Seeking a larger share of a booming market, Intel Capital announced this week that it is investing in three Chinese cloud providers. An undisclosed amount of venture capital will be invested in Shanghai Yeapoo Information Technology, Tianjin Zhongke BlueWhale Information Technology and Wuxi China Cloud Technology Service.
Wuxi China Cloud provides cloud infrastructure from its mainland data centers. Tianjin Zhongke BlueWhale makes network storage products, such as a clustered file system. Shanghai Yeapoo builds websites for use with mobile devices and provides online marketing and customer data analysis.
Intel’s server business has seen double-digit growth in China over the past five years according to a report by PCWorld, as Chinese governments and financial services companies are leading a massive wave of cloud investment and adoption.
“The age of cloud computing has come,” Xu Shengyuan, general manager of Intel Capital China said. “We won’t necessarily invest in a product a consumer ends up buying. We are still a technology company, so we are more interested in the technology.”
Last year a Netcraft report noted the fast growth of China’s cloud market, and a Gartner report predicted over $20 billion in Chinese IT spending growth for 2013. The industry has responded with gold-rush enthusiasm.
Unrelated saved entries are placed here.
use std::{
    ffi::OsString,
    path::{Path, PathBuf},
    sync::{Mutex, PoisonError},
};

use async_trait::async_trait;
use eyre::{Context, Result};
use notify::{Event, RecommendedWatcher, RecursiveMode, Watcher};
use tokio::sync::mpsc;

use crate::{
    config::{loader::load_config, models::GatewayConfig},
    ports::config_provider::ConfigProvider,
};

/// Reads the gateway configuration from a local file and reports edits to it.
///
/// The parent directory is watched rather than the file itself so that
/// editors replacing the file on save are still noticed.
pub struct FileConfigProvider {
    path: PathBuf,
    _watcher: RecommendedWatcher,
    changes: Mutex<Option<mpsc::Receiver<()>>>,
}

impl FileConfigProvider {
    pub fn new(path: impl Into<PathBuf>) -> Result<Self> {
        let path = path.into();
        let file_name = path
            .file_name()
            .ok_or_else(|| eyre::eyre!("Config path has no file name: {}", path.display()))?
            .to_owned();

        // One pending signal is enough, the reload reads the latest file
        let (tx, rx) = mpsc::channel(1);
        let mut watcher = notify::recommended_watcher(move |res: notify::Result<Event>| match res {
            Ok(event) if touches(&event, &file_name) => {
                tracing::debug!(kind = ?event.kind, "Config file changed");
                let _ = tx.try_send(());
            }
            Ok(_) => {}
            Err(e) => tracing::error!(error = %e, "Config watch error"),
        })
        .wrap_err("Failed to create config file watcher")?;

        watcher
            .watch(watch_dir(&path), RecursiveMode::NonRecursive)
            .wrap_err_with(|| format!("Failed to watch directory of {}", path.display()))?;

        Ok(Self {
            path,
            _watcher: watcher,
            changes: Mutex::new(Some(rx)),
        })
    }

    pub fn path(&self) -> &Path {
        &self.path
    }
}

fn touches(event: &Event, file_name: &OsString) -> bool {
    let relevant = event.kind.is_modify() || event.kind.is_create() || event.kind.is_remove();
    relevant
        && event
            .paths
            .iter()
            .any(|p| p.file_name() == Some(file_name.as_os_str()))
}

fn watch_dir(path: &Path) -> &Path {
    match path.parent() {
        Some(parent) if !parent.as_os_str().is_empty() => parent,
        _ => Path::new("."),
    }
}

#[async_trait]
impl ConfigProvider for FileConfigProvider {
    async fn load_config(&self) -> Result<GatewayConfig> {
        let path = self
            .path
            .to_str()
            .ok_or_else(|| eyre::eyre!("Invalid UTF-8 path: {}", self.path.display()))?;
        load_config(path).await
    }

    fn watch(&self) -> mpsc::Receiver<()> {
        let taken = self
            .changes
            .lock()
            .unwrap_or_else(PoisonError::into_inner)
            .take();
        taken.unwrap_or_else(|| {
            tracing::warn!("Config changes already consumed by another watcher");
            // Sender dropped right away: the receiver reports a closed channel
            mpsc::channel(1).1
        })
    }
}
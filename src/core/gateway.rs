use std::sync::{Arc, Mutex, PoisonError};

use arc_swap::ArcSwap;
use axum::body::Body as AxumBody;
use hyper::{
    Request, Response,
    header::{HeaderName, HeaderValue},
};
use tracing::Instrument;

use crate::{
    adapters::{
        middleware::{
            request_header, request_timing, response_header, strip_request_header,
            strip_response_header,
        },
        route_table::RouteTable,
    },
    config::{Definition, GatewayConfig, HeaderActions, TransportConfig},
    core::{
        register::{Register, RegisterError},
        route_definition::RouterDefinition,
    },
    ports::router::Middleware,
    tracing_setup,
};

/// Summary of one reload
#[derive(Debug, Default)]
pub struct ReloadReport {
    /// Definitions bound to the new table
    pub registered: usize,
    /// Definitions skipped because `active` is false
    pub inactive: usize,
    /// Definitions that failed, keyed by listen path
    pub failed: Vec<(String, RegisterError)>,
}

/// Serves traffic from the current route table and rebuilds it on reload.
///
/// A reload builds a fresh [`RouteTable`], installs it on the register,
/// binds every active definition and only then publishes the table.
/// In-flight requests keep the table they started on.
pub struct GatewayService {
    register: Register<RouteTable>,
    table: ArcSwap<RouteTable>,
    reload_lock: Mutex<()>,
}

impl GatewayService {
    pub fn new(transport: &TransportConfig) -> Self {
        Self {
            register: Register::from_config(transport),
            table: ArcSwap::from_pointee(RouteTable::new()),
            reload_lock: Mutex::new(()),
        }
    }

    /// Create a service and load `config` into it.
    pub fn from_config(config: &GatewayConfig) -> Self {
        let service = Self::new(&config.transport);
        service.reload(config);
        service
    }

    /// Rebuild the route table from `config`.
    ///
    /// Transport tuning is fixed when the service is created; only the
    /// definitions are picked up again.
    pub fn reload(&self, config: &GatewayConfig) -> ReloadReport {
        // Concurrent reloads would interleave update_router and add
        let _guard = self
            .reload_lock
            .lock()
            .unwrap_or_else(PoisonError::into_inner);

        let table = Arc::new(RouteTable::new());
        self.register.update_router(table.clone());

        let mut report = ReloadReport::default();
        for definition in &config.apis {
            if !definition.active {
                tracing::debug!(listen_path = %definition.listen_path, "Skipping inactive definition");
                report.inactive += 1;
                continue;
            }

            let route = RouterDefinition {
                middleware: route_middleware(definition),
                definition: Arc::new(definition.clone()),
            };
            match self.register.add(&route) {
                Ok(()) => report.registered += 1,
                Err(e) => {
                    tracing::error!(
                        error = %e,
                        name = %definition.name,
                        listen_path = %definition.listen_path,
                        "Could not register definition"
                    );
                    report.failed.push((definition.listen_path.clone(), e));
                }
            }
        }

        self.table.store(table);
        tracing::info!(
            registered = report.registered,
            inactive = report.inactive,
            failed = report.failed.len(),
            routes = self.table.load().len(),
            "Route table reloaded"
        );
        report
    }

    /// Route one request through the current table.
    pub async fn handle(&self, req: Request<AxumBody>) -> Response<AxumBody> {
        let table = self.table.load_full();
        let span = tracing_setup::create_request_span(req.method().as_str(), req.uri().path());
        table.dispatch(req).instrument(span).await
    }

    /// The table currently serving traffic.
    pub fn route_table(&self) -> Arc<RouteTable> {
        self.table.load_full()
    }

    pub fn register(&self) -> &Register<RouteTable> {
        &self.register
    }
}

/// Middleware for one definition: request timing outermost, then the
/// configured request and response header actions. Removals run before adds
/// so a header listed in both ends up with the configured value.
fn route_middleware(definition: &Definition) -> Vec<Middleware> {
    let mut middleware = vec![request_timing()];
    push_header_actions(
        &mut middleware,
        &definition.request_headers,
        strip_request_header,
        request_header,
        &definition.listen_path,
    );
    push_header_actions(
        &mut middleware,
        &definition.response_headers,
        strip_response_header,
        response_header,
        &definition.listen_path,
    );
    middleware
}

fn push_header_actions(
    middleware: &mut Vec<Middleware>,
    actions: &HeaderActions,
    remove: fn(HeaderName) -> Middleware,
    add: fn(HeaderName, HeaderValue) -> Middleware,
    listen_path: &str,
) {
    for name in &actions.remove {
        match HeaderName::from_bytes(name.as_bytes()) {
            Ok(name) => middleware.push(remove(name)),
            Err(e) => {
                tracing::warn!(%listen_path, header = %name, error = %e, "Ignoring invalid header name")
            }
        }
    }
    for (name, value) in &actions.add {
        match (
            HeaderName::from_bytes(name.as_bytes()),
            HeaderValue::from_str(value),
        ) {
            (Ok(name), Ok(value)) => middleware.push(add(name, value)),
            _ => tracing::warn!(%listen_path, header = %name, "Ignoring invalid header"),
        }
    }
}
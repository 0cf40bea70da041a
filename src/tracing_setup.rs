use eyre::{Result, WrapErr};
use tracing_subscriber::{EnvFilter, Registry, layer::SubscriberExt, util::SubscriberInitExt};

/// Filter used when `RUST_LOG` is unset
pub const DEFAULT_FILTER: &str = "info";

/// Output format of the global subscriber
#[derive(Debug, Clone, Copy, PartialEq, Eq, Default, clap::ValueEnum)]
pub enum LogFormat {
    /// One JSON object per event, with the span list attached
    #[default]
    Json,
    /// Multi-line human readable output
    Pretty,
}

/// Initialize structured logging with JSON output
pub fn init_tracing() -> Result<()> {
    install(env_filter(None)?, LogFormat::Json, true)
}

/// Initialize console-friendly logging for development
pub fn init_console_tracing() -> Result<()> {
    install(env_filter(None)?, LogFormat::Pretty, true)
}

/// Initialize tracing from an explicit filter directive such as
/// `"portico=debug,hyper=warn"`, ignoring `RUST_LOG`.
pub fn init_tracing_with_config(level: &str, format: LogFormat, include_spans: bool) -> Result<()> {
    install(env_filter(Some(level))?, format, include_spans)
}

fn env_filter(directive: Option<&str>) -> Result<EnvFilter> {
    match directive {
        Some(level) => {
            EnvFilter::try_new(level).wrap_err_with(|| format!("Invalid log level: {level}"))
        }
        None => Ok(EnvFilter::try_from_default_env()
            .unwrap_or_else(|_| EnvFilter::new(DEFAULT_FILTER))),
    }
}

fn install(filter: EnvFilter, format: LogFormat, include_spans: bool) -> Result<()> {
    let fmt_layer = tracing_subscriber::fmt::layer()
        .with_target(true)
        .with_thread_ids(true)
        .with_file(true)
        .with_line_number(true);

    let registry = Registry::default().with(filter);
    match format {
        LogFormat::Json => registry
            .with(
                fmt_layer
                    .json()
                    .with_current_span(false)
                    .with_span_list(include_spans),
            )
            .try_init(),
        LogFormat::Pretty => registry.with(fmt_layer.pretty()).try_init(),
    }
    .wrap_err("Failed to install global tracing subscriber")?;

    tracing::info!(?format, include_spans, "Portico logging initialized");
    Ok(())
}

/// Span wrapping a long-running background component
pub fn configure_component_tracing(component: &str) -> tracing::Span {
    tracing::info_span!("component", name = component)
}

/// Create a request-scoped tracing span
pub fn create_request_span(method: &str, path: &str) -> tracing::Span {
    tracing::info_span!(
        "request",
        http.method = method,
        http.path = path,
        http.status_code = tracing::field::Empty,
    )
}

/// Create an upstream request span. `http.status_code` is recorded once
/// the upstream answers.
pub fn create_upstream_span(upstream_url: &str, method: &str, path: &str) -> tracing::Span {
    tracing::info_span!(
        "upstream_request",
        upstream.url = upstream_url,
        http.method = method,
        http.path = path,
        http.status_code = tracing::field::Empty,
    )
}
//! Balanced reverse proxy bound to a single definition.
//!
//! Every request elects one upstream target through the definition's
//! balancer, is rewritten to point at it and is handed to the configured
//! [`Transport`]. Upstream failures never escape as errors: they become
//! `502 Bad Gateway` responses.
use std::{net::SocketAddr, sync::Arc};

use async_trait::async_trait;
use axum::{body::Body as AxumBody, extract::ConnectInfo};
use hyper::{
    HeaderMap, Request, Response, StatusCode, Uri,
    header::{self, HeaderName, HeaderValue},
};
use thiserror::Error;
use tracing::Instrument;

use crate::{
    adapters::http_transport::HttpTransport,
    config::{Definition, Target},
    core::{
        balancer::{Balancer, BalancerError},
        listen_path::ListenPathMatcher,
    },
    ports::{router::ProxyHandler, transport::Transport},
    tracing_setup,
};

const X_FORWARDED_FOR: HeaderName = HeaderName::from_static("x-forwarded-for");
const X_FORWARDED_HOST: HeaderName = HeaderName::from_static("x-forwarded-host");
const X_FORWARDED_PROTO: HeaderName = HeaderName::from_static("x-forwarded-proto");

// Connection-scoped headers that must not be forwarded (RFC 9110 §7.6.1)
const HOP_BY_HOP: [&str; 7] = [
    "connection",
    "keep-alive",
    "proxy-connection",
    "te",
    "trailer",
    "transfer-encoding",
    "upgrade",
];

/// Reasons a request could not be turned into an upstream request
#[derive(Error, Debug)]
#[non_exhaustive]
pub enum ProxyError {
    #[error("Could not elect an upstream target: {0}")]
    Balancer(#[from] BalancerError),

    #[error("Invalid upstream target '{target}': {reason}")]
    InvalidTarget { target: String, reason: String },

    #[error("Could not build upstream URI: {0}")]
    InvalidUri(String),
}

/// Request handler forwarding to the upstreams of one definition.
pub struct BalancedReverseProxy {
    definition: Arc<Definition>,
    balancer: Box<dyn Balancer>,
    listen_prefix: String,
    /// Outbound transport. Defaults to a shared pooled HTTP client; replace
    /// it before the handler is registered.
    pub transport: Arc<dyn Transport>,
}

impl BalancedReverseProxy {
    pub fn new(definition: Arc<Definition>, balancer: Box<dyn Balancer>) -> Self {
        let matcher = ListenPathMatcher::new();
        let listen_prefix = if matcher.matches(&definition.listen_path) {
            matcher.extract(&definition.listen_path)
        } else {
            definition.listen_path.clone()
        };

        Self {
            definition,
            balancer,
            listen_prefix,
            transport: HttpTransport::shared_default(),
        }
    }

    pub fn definition(&self) -> &Definition {
        &self.definition
    }

    /// Rewrite `req` so that it targets `target`.
    fn upstream_request(
        &self,
        req: Request<AxumBody>,
        target: &Target,
    ) -> Result<Request<AxumBody>, ProxyError> {
        let target_uri: Uri = target
            .target
            .parse()
            .map_err(|e: hyper::http::uri::InvalidUri| ProxyError::InvalidTarget {
                target: target.target.clone(),
                reason: e.to_string(),
            })?;
        let (Some(scheme), Some(authority)) = (target_uri.scheme(), target_uri.authority())
        else {
            return Err(ProxyError::InvalidTarget {
                target: target.target.clone(),
                reason: "target must be an absolute URL".to_string(),
            });
        };

        let (mut parts, body) = req.into_parts();

        let mut path = parts.uri.path().to_string();
        if self.definition.strip_path {
            path = strip_listen_prefix(&path, &self.listen_prefix);
        }
        if self.definition.append_path {
            path = single_joining_slash(target_uri.path(), &path);
        }
        let path_and_query = match parts.uri.query() {
            Some(query) => format!("{path}?{query}"),
            None => path,
        };

        parts.uri = Uri::builder()
            .scheme(scheme.clone())
            .authority(authority.clone())
            .path_and_query(path_and_query)
            .build()
            .map_err(|e| ProxyError::InvalidUri(e.to_string()))?;

        let client_addr = parts
            .extensions
            .get::<ConnectInfo<SocketAddr>>()
            .map(|ConnectInfo(addr)| addr.ip());
        let headers = &mut parts.headers;
        remove_hop_by_hop(headers);
        add_forwarded_headers(headers, client_addr);

        if !self.definition.preserve_host {
            let host = HeaderValue::from_str(authority.as_str()).map_err(|e| {
                ProxyError::InvalidTarget {
                    target: target.target.clone(),
                    reason: e.to_string(),
                }
            })?;
            headers.insert(header::HOST, host);
        }

        Ok(Request::from_parts(parts, body))
    }
}

#[async_trait]
impl ProxyHandler for BalancedReverseProxy {
    async fn serve(&self, req: Request<AxumBody>) -> Response<AxumBody> {
        let target = match self.balancer.elect(&self.definition.upstreams.targets) {
            Ok(target) => target,
            Err(e) => {
                tracing::error!(
                    listen_path = %self.definition.listen_path,
                    error = %e,
                    "Could not elect an upstream target"
                );
                return bad_gateway();
            }
        };

        let method = req.method().to_string();
        let path = req.uri().path().to_string();
        let upstream_req = match self.upstream_request(req, target) {
            Ok(upstream_req) => upstream_req,
            Err(e) => {
                tracing::error!(target = %target.target, error = %e, "Could not rewrite request");
                return bad_gateway();
            }
        };

        let span = tracing_setup::create_upstream_span(&target.target, &method, &path);
        let result = self
            .transport
            .round_trip(upstream_req)
            .instrument(span.clone())
            .await;

        match result {
            Ok(response) => {
                span.record("http.status_code", response.status().as_u16());
                response
            }
            Err(e) => {
                span.record("http.status_code", StatusCode::BAD_GATEWAY.as_u16());
                tracing::error!(target = %target.target, error = %e, "Upstream request failed");
                bad_gateway()
            }
        }
    }
}

fn bad_gateway() -> Response<AxumBody> {
    let mut response = Response::new(AxumBody::from("Bad Gateway"));
    *response.status_mut() = StatusCode::BAD_GATEWAY;
    response
}

/// Remove `prefix` from `path` on a segment boundary; `/users` never strips `/usersx`.
fn strip_listen_prefix(path: &str, prefix: &str) -> String {
    let prefix = prefix.trim_end_matches('/');
    match path.strip_prefix(prefix) {
        Some(rest) if rest.is_empty() => "/".to_string(),
        Some(rest) if rest.starts_with('/') => rest.to_string(),
        _ => path.to_string(),
    }
}

fn single_joining_slash(base: &str, path: &str) -> String {
    let base = base.trim_end_matches('/');
    let path = path.trim_start_matches('/');
    format!("{base}/{path}")
}

fn remove_hop_by_hop(headers: &mut HeaderMap) {
    // Headers named by Connection are hop-by-hop as well
    let named: Vec<HeaderName> = headers
        .get_all(header::CONNECTION)
        .iter()
        .filter_map(|v| v.to_str().ok())
        .flat_map(|v| v.split(','))
        .filter_map(|name| HeaderName::from_bytes(name.trim().as_bytes()).ok())
        .collect();
    for name in named {
        headers.remove(name);
    }
    for name in HOP_BY_HOP {
        headers.remove(name);
    }
}

fn add_forwarded_headers(headers: &mut HeaderMap, client_ip: Option<std::net::IpAddr>) {
    if let Some(ip) = client_ip {
        let value = match headers.get(&X_FORWARDED_FOR).and_then(|v| v.to_str().ok()) {
            Some(existing) => format!("{existing}, {ip}"),
            None => ip.to_string(),
        };
        if let Ok(value) = HeaderValue::from_str(&value) {
            headers.insert(X_FORWARDED_FOR, value);
        }
    }
    if let Some(host) = headers.get(header::HOST).cloned() {
        headers.insert(X_FORWARDED_HOST, host);
    }
    if !headers.contains_key(&X_FORWARDED_PROTO) {
        headers.insert(X_FORWARDED_PROTO, HeaderValue::from_static("http"));
    }
}
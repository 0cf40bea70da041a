pub mod file_config_provider;
pub mod http_transport;
pub mod middleware;
pub mod route_table;

/// Re-export commonly used types from adapters
pub use file_config_provider::FileConfigProvider;
pub use http_transport::HttpTransport;
pub use middleware::*;
pub use route_table::{PathParams, RouteEntry, RouteTable};
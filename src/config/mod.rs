pub mod loader;
pub mod models;
pub mod validation;

pub use loader::load_config;
pub use models::*;
pub use validation::{GatewayConfigValidator, ValidationError, ValidationResult};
Amazon plans to add a China cloud computing region this year, and other cloud service providers like Savvis moving into the market have been reported regularly by the WHIR.
Offering cloud services or products in China usually requires partnership with local companies, as was the case for hardware maker EMC, and for IBM, which partnered with 21Vianets and iSoftStone in separate deals.
Intel Capital is also seeking to invest in China in wearable technology components, according to PCWorld.
Intel’s investment in Chinese cloud companies represents a third way into the lucrative market.